You can't override <= separately from <. You only have an opCmp
invocation and return value. So with a query filter like:
query.where!("age", (age) => age >= 18);
You know it's being compared to 10, but you don't know what comparison.
So the first time, you have opCmp return -1, and the lambda yields false.
Try again, have opCmp return 0, and the lambda yields true. Try a third
time, have opCmp return 1, and it yields true.
That's three invocations for one variable. What about two variables?

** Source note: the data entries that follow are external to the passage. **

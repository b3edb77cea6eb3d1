//! Usage Aggregation
//!
//! Turns parsed usage rows into the per-account, per-product snapshots the status
//! engine and rank engine consume. The [`AccountBook`] is the single in-memory
//! collection of accounts; there is exactly one logical writer (the CLI command
//! handler) and everything is recomputed synchronously.
//!
//! ## Aggregation rules
//!
//! - Rows group by account name (case-insensitive) and then by canonical product.
//! - The "most recent" row per product is the one with the greatest usage date.
//! - Annual mode: `current` sums `period_qty` over the rolling annual window
//!   anchored to the contract start's month/day, shifted to the most recent usage
//!   date's year; `contracted` is the most recent row's annual quantity.
//! - Cumulative mode: `current` is the most recent row's reported cumulative
//!   consumption (not re-summed); `contracted` is the term quantity.
//! - A re-import replaces a matched account's entire product list and usage series;
//!   the account owner is overwritten with the new import's value.
//!
//! Toggling the accounting mode rebuilds every account's products from the retained
//! raw rows. That is O(rows x accounts) and fine at the expected scale (hundreds of
//! accounts, thousands of rows).

use crate::models::{Account, AccountingMode, ImportSummary, ProductSubscription, UsageRecord};
use crate::parser::ImportParser;
use crate::products::canonicalize;
use anyhow::Result;
use chrono::{Months, NaiveDate};
use std::collections::BTreeMap;
use tracing::{error, info};

/// The in-memory account collection plus the mode its snapshots were built under.
#[derive(Debug, Default)]
pub struct AccountBook {
    accounts: Vec<Account>,
    mode: AccountingMode,
}

impl AccountBook {
    pub fn new(mode: AccountingMode) -> Self {
        Self {
            accounts: Vec::new(),
            mode,
        }
    }

    pub fn accounts(&self) -> &[Account] {
        &self.accounts
    }

    pub fn mode(&self) -> AccountingMode {
        self.mode
    }

    /// Latest usage date across the whole book; the default "now" for pacing.
    pub fn latest_usage_date(&self) -> Option<NaiveDate> {
        self.accounts
            .iter()
            .flat_map(|a| a.records.iter())
            .filter_map(|r| r.usage_date)
            .max()
    }

    /// All canonical product names present, in display order of first appearance.
    pub fn product_names(&self) -> Vec<String> {
        let mut names: Vec<String> = Vec::new();
        for account in &self.accounts {
            for product in &account.products {
                if !names.iter().any(|n| n == &product.name) {
                    names.push(product.name.clone());
                }
            }
        }
        names
    }

    /// Import a paste of tab-delimited text.
    ///
    /// The parse and apply run as one unit: if anything fails, the existing
    /// accounts are left untouched and the failure is logged. Per-row problems are
    /// absorbed by the lenient parser and never reach this level.
    pub fn import(&mut self, text: &str) -> Result<ImportSummary> {
        let parser = ImportParser::new();
        match self.try_import(&parser, text) {
            Ok(summary) => {
                info!(
                    rows = summary.rows_parsed,
                    accounts = summary.accounts_touched,
                    defaulted = summary.fields_defaulted,
                    "Import applied"
                );
                Ok(summary)
            }
            Err(e) => {
                error!(error = %e, "Import abandoned; existing account data unchanged");
                Err(e)
            }
        }
    }

    fn try_import(&mut self, parser: &ImportParser, text: &str) -> Result<ImportSummary> {
        let outcome = parser.parse(text);

        // Group rows by account name, preserving first-seen order.
        let mut grouped: Vec<(String, Vec<UsageRecord>)> = Vec::new();
        for record in outcome.records.iter().cloned() {
            let key = record.account_name.trim().to_string();
            if key.is_empty() {
                continue;
            }
            match grouped
                .iter_mut()
                .find(|(name, _)| name.eq_ignore_ascii_case(&key))
            {
                Some((_, rows)) => rows.push(record),
                None => grouped.push((key, vec![record])),
            }
        }

        let accounts_touched = grouped.len();

        for (name, rows) in grouped {
            // The first row seen for an account names its owner; a later
            // re-import still replaces it wholesale.
            let owner = rows
                .first()
                .map(|r| r.account_owner.clone())
                .unwrap_or_default();

            let products = build_products(&rows, self.mode);

            match self
                .accounts
                .iter_mut()
                .find(|a| a.name.eq_ignore_ascii_case(&name))
            {
                Some(existing) => {
                    existing.account_owner = owner;
                    existing.records = rows;
                    existing.products = products;
                }
                None => {
                    let mut account = Account::new(name, owner);
                    account.records = rows;
                    account.products = products;
                    self.accounts.push(account);
                }
            }
        }

        Ok(ImportSummary {
            rows_parsed: outcome.records.len(),
            rows_skipped: outcome.lines_skipped,
            fields_defaulted: outcome.fields_defaulted,
            accounts_touched,
        })
    }

    /// Switch accounting mode and rebuild every snapshot from the raw series.
    pub fn set_mode(&mut self, mode: AccountingMode) {
        if self.mode == mode {
            return;
        }
        self.mode = mode;
        for account in &mut self.accounts {
            account.products = build_products(&account.records, mode);
        }
        info!(mode = mode.as_str(), accounts = self.accounts.len(), "Recomputed book");
    }
}

/// Build the product snapshots for one account's usage rows.
fn build_products(rows: &[UsageRecord], mode: AccountingMode) -> Vec<ProductSubscription> {
    // BTreeMap keeps product order deterministic across imports.
    let mut by_product: BTreeMap<String, Vec<&UsageRecord>> = BTreeMap::new();
    for row in rows {
        let name = canonicalize(&row.volume_type).to_string();
        if name.is_empty() {
            continue;
        }
        by_product.entry(name).or_default().push(row);
    }

    by_product
        .into_iter()
        .map(|(name, series)| snapshot_product(name, &series, mode))
        .collect()
}

fn snapshot_product(
    name: String,
    series: &[&UsageRecord],
    mode: AccountingMode,
) -> ProductSubscription {
    // Rows without a usage date still contribute contract terms but lose the
    // recency race to any dated row.
    let most_recent = series
        .iter()
        .max_by_key(|r| r.usage_date)
        .expect("product group is never empty");

    let current = match mode {
        AccountingMode::Annual => match (most_recent.contract_start, most_recent.usage_date) {
            (Some(start), Some(latest)) => annual_window_sum(series, start, latest),
            _ => 0,
        },
        AccountingMode::Cumulative => most_recent.consumed_qty,
    };

    let contracted = match mode {
        AccountingMode::Annual => most_recent.annual_qty,
        AccountingMode::Cumulative => most_recent.term_qty,
    };

    let progress_percent = if contracted > 0 {
        current as f64 / contracted as f64 * 100.0
    } else {
        0.0
    };

    ProductSubscription {
        name,
        contract_start: most_recent.contract_start,
        contract_end: most_recent.contract_end,
        annual_qty: most_recent.annual_qty,
        term_qty: most_recent.term_qty,
        current,
        contracted,
        progress_percent,
        usage_date: most_recent.usage_date,
    }
}

/// Sum period quantities inside the renewal cycle containing the most recent usage
/// date, anchored to the contract start's month/day.
fn annual_window_sum(series: &[&UsageRecord], start: NaiveDate, latest: NaiveDate) -> i64 {
    let window_start = crate::status::current_annual_period_start(start, latest);
    let window_end = window_start
        .checked_add_months(Months::new(12))
        .unwrap_or(window_start);

    series
        .iter()
        .filter_map(|r| r.usage_date.map(|d| (d, r.period_qty)))
        .filter(|(d, _)| *d >= window_start && *d < window_end)
        .map(|(_, qty)| qty)
        .sum()
}
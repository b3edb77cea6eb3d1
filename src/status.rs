//! Utilization Status Engine
//!
//! This module is the core of the tracker: given a product's computed consumption,
//! its contract cap, the contract dates, and an explicit as-of date, it classifies
//! pacing and produces the derived display metrics (expected amount, months elapsed,
//! progress-bar geometry).
//!
//! ## Pacing model
//!
//! Consumption is assumed to accrue linearly over the accounting period. In Annual
//! mode the period is the 12-month renewal cycle containing the as-of date, anchored
//! to the contract start's month/day. In Cumulative mode the period is the whole
//! contract term.
//!
//! ## Classification rules
//!
//! - `current >= contracted` is always **Currently Over**, regardless of pacing.
//! - `current > expected` is **Over Pace**.
//! - Within [`ON_TARGET_TOLERANCE`] (2%) under expected is **On Target**.
//! - Anything further under is **Under Pace**.
//!
//! The engine is pure and total: it never reads the wall clock, and degenerate
//! inputs (missing dates, zero cap, zero-length term) return a neutral result
//! instead of failing. Earlier revisions of this calculation disagreed on the month
//! counting and tolerance; the rules here are applied uniformly everywhere.

use crate::models::AccountingMode;
use chrono::{Datelike, Days, Months, NaiveDate};
use serde::Serialize;

/// Fraction under the expected amount still considered on target.
///
/// A product at 98.0%+ of its linearly-expected consumption reads as On Target;
/// below that it is Under Pace. This is the single tolerance used across display,
/// ranking, and export.
pub const ON_TARGET_TOLERANCE: f64 = 0.02;

/// Pacing classification, ordered by severity for ranking.
#[derive(Debug, Clone, Copy, PartialEq, Eq, Serialize)]
#[serde(rename_all = "kebab-case")]
pub enum PacingStatus {
    CurrentlyOver,
    OverPace,
    OnTarget,
    UnderPace,
}

impl PacingStatus {
    /// Severity rank for sorting; higher means more urgent.
    pub fn severity(&self) -> u8 {
        match self {
            PacingStatus::CurrentlyOver => 4,
            PacingStatus::OverPace => 3,
            PacingStatus::OnTarget => 2,
            PacingStatus::UnderPace => 1,
        }
    }

    /// Short uppercase badge text.
    pub fn label(&self) -> &'static str {
        match self {
            PacingStatus::CurrentlyOver => "CURRENTLY OVER",
            PacingStatus::OverPace => "OVER PACE",
            PacingStatus::OnTarget => "ON TARGET",
            PacingStatus::UnderPace => "UNDER PACE",
        }
    }

    /// One-line explanation for tooltips and reports.
    pub fn description(&self) -> &'static str {
        match self {
            PacingStatus::CurrentlyOver => "Currently exceeding contracted amount",
            PacingStatus::OverPace => "Projected to exceed contracted amount",
            PacingStatus::OnTarget => "On pace with expected volume",
            PacingStatus::UnderPace => "Projected to be under contracted amount",
        }
    }
}

/// Pure computed pacing result; never persisted or cached between evaluations.
#[derive(Debug, Clone, Serialize)]
pub struct UtilizationResult {
    pub status: PacingStatus,
    #[serde(rename = "expectedAmount")]
    pub expected_amount: f64,
    #[serde(rename = "monthsElapsed")]
    pub months_elapsed: i64,
    #[serde(rename = "isOverContract")]
    pub is_over_contract: bool,
    #[serde(rename = "periodStart")]
    pub period_start: Option<NaiveDate>,
    #[serde(rename = "periodEnd")]
    pub period_end: Option<NaiveDate>,
}

impl UtilizationResult {
    /// Neutral result for degenerate inputs (missing dates or zero cap).
    fn neutral() -> Self {
        Self {
            status: PacingStatus::OnTarget,
            expected_amount: 0.0,
            months_elapsed: 0,
            is_over_contract: false,
            period_start: None,
            period_end: None,
        }
    }
}

/// Classify a product's pacing at `as_of`.
///
/// `contract_end` is only consulted in Cumulative mode; when absent the term
/// defaults to one year from the contract start.
pub fn calculate_utilization(
    current: i64,
    contracted: i64,
    contract_start: Option<NaiveDate>,
    as_of: Option<NaiveDate>,
    mode: AccountingMode,
    contract_end: Option<NaiveDate>,
) -> UtilizationResult {
    let (start, as_of) = match (contract_start, as_of) {
        (Some(s), Some(a)) if contracted > 0 => (s, a),
        _ => return UtilizationResult::neutral(),
    };

    let (period_start, period_end, months_elapsed, expected_amount) = match mode {
        AccountingMode::Annual => {
            let period_start = current_annual_period_start(start, as_of);
            let period_end = add_year(period_start);
            let months = whole_months_between(period_start, as_of).clamp(0, 12);
            let expected = contracted as f64 / 12.0 * months as f64;
            (period_start, period_end, months, expected)
        }
        AccountingMode::Cumulative => {
            let end = contract_end.unwrap_or_else(|| add_year(start));
            let total_months = whole_months_between(start, end);
            if total_months <= 0 {
                return UtilizationResult::neutral();
            }
            let months = whole_months_between(start, as_of).max(0);
            let expected = contracted as f64 / total_months as f64 * months as f64;
            (start, end, months, expected)
        }
    };

    let is_over_contract = current >= contracted;
    let status = if is_over_contract {
        PacingStatus::CurrentlyOver
    } else if (current as f64) > expected_amount {
        PacingStatus::OverPace
    } else if current as f64 >= expected_amount * (1.0 - ON_TARGET_TOLERANCE) {
        PacingStatus::OnTarget
    } else {
        PacingStatus::UnderPace
    };

    UtilizationResult {
        status,
        expected_amount,
        months_elapsed,
        is_over_contract,
        period_start: Some(period_start),
        period_end: Some(period_end),
    }
}

/// Whole months from `from` to `to`, counting a month only once `to`'s day-of-month
/// has reached `from`'s. Negative when `to` precedes `from`.
pub fn whole_months_between(from: NaiveDate, to: NaiveDate) -> i64 {
    let mut months = (to.year() as i64 - from.year() as i64) * 12
        + (to.month() as i64 - from.month() as i64);
    if to.day() < from.day() {
        months -= 1;
    }
    months
}

/// Start of the annual renewal cycle containing `as_of`, anchored to the contract
/// start's month and day.
pub(crate) fn current_annual_period_start(start: NaiveDate, as_of: NaiveDate) -> NaiveDate {
    let candidate = anchor_to_year(start, as_of.year());
    if candidate > as_of {
        anchor_to_year(start, as_of.year() - 1)
    } else {
        candidate
    }
}

/// Shift a date to another year, clamping Feb 29 to Feb 28 off leap years.
pub(crate) fn anchor_to_year(date: NaiveDate, year: i32) -> NaiveDate {
    NaiveDate::from_ymd_opt(year, date.month(), date.day())
        .or_else(|| {
            NaiveDate::from_ymd_opt(year, date.month(), 1)
                .map(|d| d + Days::new(u64::from(date.day()) - 2))
        })
        .unwrap_or(date)
}

fn add_year(date: NaiveDate) -> NaiveDate {
    date.checked_add_months(Months::new(12)).unwrap_or(date)
}

/// Render geometry for a utilization progress bar, expressed as percentages of the
/// bar's full width.
#[derive(Debug, Clone, Serialize)]
pub struct ProgressGeometry {
    /// Usage as a percentage of the contract cap; may exceed 100.
    #[serde(rename = "percentUsed")]
    pub percent_used: f64,
    #[serde(rename = "isOverage")]
    pub is_overage: bool,
    /// Width of the filled (in-contract) segment. When over cap the bar is rescaled
    /// so consumed-so-far fills the track and the cap lands inside it.
    #[serde(rename = "filledWidth")]
    pub filled_width: f64,
    /// Position of the 100%-of-cap marker within the bar.
    #[serde(rename = "capMarker")]
    pub cap_marker: f64,
    /// Positions of annual-cap multiples inside a cumulative-term bar.
    #[serde(rename = "annualBreakpoints")]
    pub annual_breakpoints: Vec<f64>,
}

impl ProgressGeometry {
    pub fn compute(current: i64, contracted: i64, annual_qty: i64, mode: AccountingMode) -> Self {
        if contracted <= 0 {
            return Self {
                percent_used: 0.0,
                is_overage: false,
                filled_width: 0.0,
                cap_marker: 100.0,
                annual_breakpoints: Vec::new(),
            };
        }

        let percent_used = current as f64 / contracted as f64 * 100.0;
        let is_overage = percent_used > 100.0;

        let filled_width = if is_overage {
            contracted as f64 / current as f64 * 100.0
        } else {
            percent_used
        };

        let cap_marker = if is_overage {
            100.0 / percent_used * 100.0
        } else {
            100.0
        };

        let mut annual_breakpoints = Vec::new();
        if mode == AccountingMode::Cumulative && annual_qty > 0 {
            let mut mark = annual_qty;
            while mark < contracted {
                annual_breakpoints.push(mark as f64 / contracted as f64 * 100.0);
                mark += annual_qty;
            }
            // A final mark exactly at the cap only when it stays visually distinct
            // from the cap marker itself.
            if mark <= contracted {
                let pos = mark as f64 / contracted as f64 * 100.0;
                if pos < 98.0 {
                    annual_breakpoints.push(pos);
                }
            }
        }

        Self {
            percent_used,
            is_overage,
            filled_width,
            cap_marker,
            annual_breakpoints,
        }
    }

    /// Percentage string for display; extreme overages are capped at "999+".
    pub fn percent_label(&self) -> String {
        if self.percent_used > 999.0 {
            "999+".to_string()
        } else {
            format!("{:.1}", self.percent_used)
        }
    }
}
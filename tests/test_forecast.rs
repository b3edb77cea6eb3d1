use client_utilization::forecast::{average_growth_rate, forecasted_volume, monthly_growth_rates};
use client_utilization::models::UsageRecord;
use chrono::NaiveDate;

fn record(date: &str, period_qty: i64) -> UsageRecord {
    UsageRecord {
        account_owner: "Dana".to_string(),
        account_name: "Acme".to_string(),
        volume_type: "Email".to_string(),
        contract_start: None,
        contract_end: None,
        annual_qty: 0,
        term_qty: 0,
        usage_date: NaiveDate::parse_from_str(date, "%Y-%m-%d").ok(),
        period_qty,
        consumed_qty: 0,
        remaining_qty: 0,
    }
}

#[test]
fn test_single_yoy_pair_gives_fifty_percent() {
    // Two usage rows a year apart, 100 then 150: one growth rate of 0.5.
    let series = vec![record("2023-03-10", 100), record("2024-03-12", 150)];
    assert_eq!(monthly_growth_rates(&series), vec![0.5]);
}

#[test]
fn test_unsorted_input_is_handled() {
    let series = vec![record("2024-03-12", 150), record("2023-03-10", 100)];
    assert_eq!(monthly_growth_rates(&series), vec![0.5]);
}

#[test]
fn test_rows_in_same_month_are_summed() {
    let series = vec![
        record("2023-03-01", 40),
        record("2023-03-20", 60),
        record("2024-03-12", 200),
    ];
    assert_eq!(monthly_growth_rates(&series), vec![1.0]);
}

#[test]
fn test_months_without_prior_year_are_skipped() {
    let series = vec![
        record("2023-03-10", 100),
        record("2024-03-12", 150),
        record("2024-04-12", 999),
    ];
    // April 2024 has no April 2023 comparison.
    assert_eq!(monthly_growth_rates(&series), vec![0.5]);
}

#[test]
fn test_zero_prior_bucket_is_skipped() {
    let series = vec![record("2023-03-10", 0), record("2024-03-12", 150)];
    assert!(monthly_growth_rates(&series).is_empty());
}

#[test]
fn test_empty_series() {
    assert!(monthly_growth_rates(&[]).is_empty());
    assert!(monthly_growth_rates(&[record("n/a", 100)]).is_empty());
}

#[test]
fn test_average_empty_is_zero() {
    assert_eq!(average_growth_rate(&[]), 0.0);
}

#[test]
fn test_average_trims_to_interquartile_range() {
    // Sorted: [-1.0, 0.1, 0.2, 0.3, 10.0]; kept slice is indices 1..=3.
    let rates = [0.2, 10.0, 0.1, -1.0, 0.3];
    let avg = average_growth_rate(&rates);
    assert!((avg - 0.2).abs() < 1e-9);
}

#[test]
fn test_average_single_rate() {
    assert!((average_growth_rate(&[0.4]) - 0.4).abs() < 1e-9);
}

#[test]
fn test_forecast_zero_rate_is_noop() {
    assert_eq!(forecasted_volume(1_200_000.0, 0.0), 1_200_000.0);
    assert_eq!(forecasted_volume(0.0, 0.0), 0.0);
}

#[test]
fn test_forecast_applies_growth_linearly() {
    assert_eq!(forecasted_volume(1_000_000.0, 0.25), 1_250_000.0);
}

#[test]
fn test_forecast_guards_non_finite() {
    assert_eq!(forecasted_volume(100.0, f64::NAN), 100.0);
    assert_eq!(forecasted_volume(f64::MAX, f64::MAX), f64::MAX);
}
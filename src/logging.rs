//! Structured logging configuration
//!
//! Provides operator-facing logging with:
//! - JSON output for machine collection
//! - Pretty formatting for terminals
//! - Configurable via environment variables (`LOG_LEVEL`, `LOG_FORMAT`, `LOG_OUTPUT`)

use crate::config::get_config;
use tracing_subscriber::{
    fmt::{self, format::FmtSpan},
    layer::SubscriberExt,
    util::SubscriberInitExt,
    EnvFilter,
};

/// Initialize the logging system based on configuration
pub fn init_logging() {
    let config = get_config();

    let log_level = &config.logging.level;
    let log_output = &config.logging.output;
    let log_format = &config.logging.format;

    let env_filter =
        EnvFilter::try_from_default_env().unwrap_or_else(|_| EnvFilter::new(log_level));

    match log_output.as_str() {
        "file" => init_file_logging(env_filter, log_format, &config.paths.log_directory),
        _ => init_console_logging(env_filter, log_format),
    }
}

fn init_console_logging(filter: EnvFilter, format: &str) {
    let subscriber = tracing_subscriber::registry().with(filter);

    match format {
        "json" => {
            subscriber
                .with(
                    fmt::layer()
                        .json()
                        .with_current_span(true)
                        .with_target(true)
                        .with_file(true)
                        .with_line_number(true),
                )
                .init();
        }
        _ => {
            subscriber
                .with(
                    fmt::layer()
                        .with_target(true)
                        .with_ansi(true)
                        .with_span_events(FmtSpan::CLOSE)
                        .pretty(),
                )
                .init();
        }
    }
}

fn init_file_logging(filter: EnvFilter, format: &str, log_dir: &std::path::Path) {
    let file_appender = tracing_appender::rolling::daily(log_dir, "client-utilization.log");
    let (non_blocking, guard) = tracing_appender::non_blocking(file_appender);
    // The worker guard must outlive the process for the writer to keep flushing.
    std::mem::forget(guard);

    let subscriber = tracing_subscriber::registry().with(filter);

    match format {
        "json" => {
            subscriber
                .with(
                    fmt::layer()
                        .json()
                        .with_writer(non_blocking)
                        .with_current_span(true),
                )
                .init();
        }
        _ => {
            subscriber
                .with(fmt::layer().with_writer(non_blocking).with_ansi(false))
                .init();
        }
    }
}
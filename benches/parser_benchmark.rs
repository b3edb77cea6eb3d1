//! Performance benchmarks for import parsing and aggregation
//!
//! Run with: cargo bench

use client_utilization::aggregator::AccountBook;
use client_utilization::models::AccountingMode;
use client_utilization::parser::ImportParser;
use criterion::{black_box, criterion_group, criterion_main, BenchmarkId, Criterion};

/// Generate tab-delimited import text with the given number of rows.
fn generate_import_text(num_rows: usize, include_messy: bool) -> String {
    let mut lines = vec![
        "Account Owner\tAccount Name\tVolume Type\tStart Date\tEnd Date\tAnnual Qty\tTerm Qty\tUsage Date\tPeriod Qty\tConsumed Qty\tRemaining Qty".to_string(),
    ];

    for i in 0..num_rows {
        if include_messy && i % 10 == 5 {
            // Short row with an unparseable quantity every 10th entry
            lines.push(format!("Owner {}\tAccount {}\tEmail\tbad\tworse\tn/a", i % 7, i % 50));
        } else {
            lines.push(format!(
                "Owner {}\tAccount {}\t{}\t2023-01-01\t2024-01-01\t1,200,000\t2,400,000\t2023-{:02}-15\t{}\t{}\t{}",
                i % 7,
                i % 50,
                ["Email", "SMS", "Mobile App"][i % 3],
                i % 12 + 1,
                10_000 + i,
                100_000 + i * 10,
                1_000_000 - i * 10,
            ));
        }
    }

    lines.join("\n")
}

fn benchmark_parser(c: &mut Criterion) {
    let mut group = c.benchmark_group("import_parser");

    for size in [10, 100, 1000, 10000].iter() {
        let text = generate_import_text(*size, false);

        group.bench_with_input(BenchmarkId::from_parameter(size), size, |b, _| {
            let parser = ImportParser::new();
            b.iter(|| parser.parse(black_box(&text)));
        });
    }

    group.finish();
}

fn benchmark_lenient_recovery(c: &mut Criterion) {
    let mut group = c.benchmark_group("lenient_recovery");

    // 10% messy rows
    let text = generate_import_text(1000, true);

    group.bench_function("parse_with_messy_rows", |b| {
        let parser = ImportParser::new();
        b.iter(|| parser.parse(black_box(&text)));
    });

    group.finish();
}

fn benchmark_full_import(c: &mut Criterion) {
    let mut group = c.benchmark_group("full_import");

    for size in [1000, 10000].iter() {
        let text = generate_import_text(*size, false);

        group.bench_with_input(BenchmarkId::new("import", size), size, |b, _| {
            b.iter(|| {
                let mut book = AccountBook::new(AccountingMode::Annual);
                book.import(black_box(&text)).unwrap();
                book
            });
        });
    }

    group.finish();
}

criterion_group!(
    benches,
    benchmark_parser,
    benchmark_lenient_recovery,
    benchmark_full_import
);
criterion_main!(benches);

query.where!("age,parental_supervision",
(age, parentalSupervision) => age >= 18 || parentalSupervision == true);
Now I have to try three different values for the 'age' expression and two
for the 'parentalSupervision' variable, and there's a combinatorial
expansion.
That yields a giant truth table, and that's probably good enough. You
look at which columns have an index and, of those, which have the best
correlation with the lambda's result. That even lets you reduce the
amount of memory you use -- you don't need to hold the whole truth table,
just a series of counters. But you're still dealing with O(2**n)
evaluations of the lambda.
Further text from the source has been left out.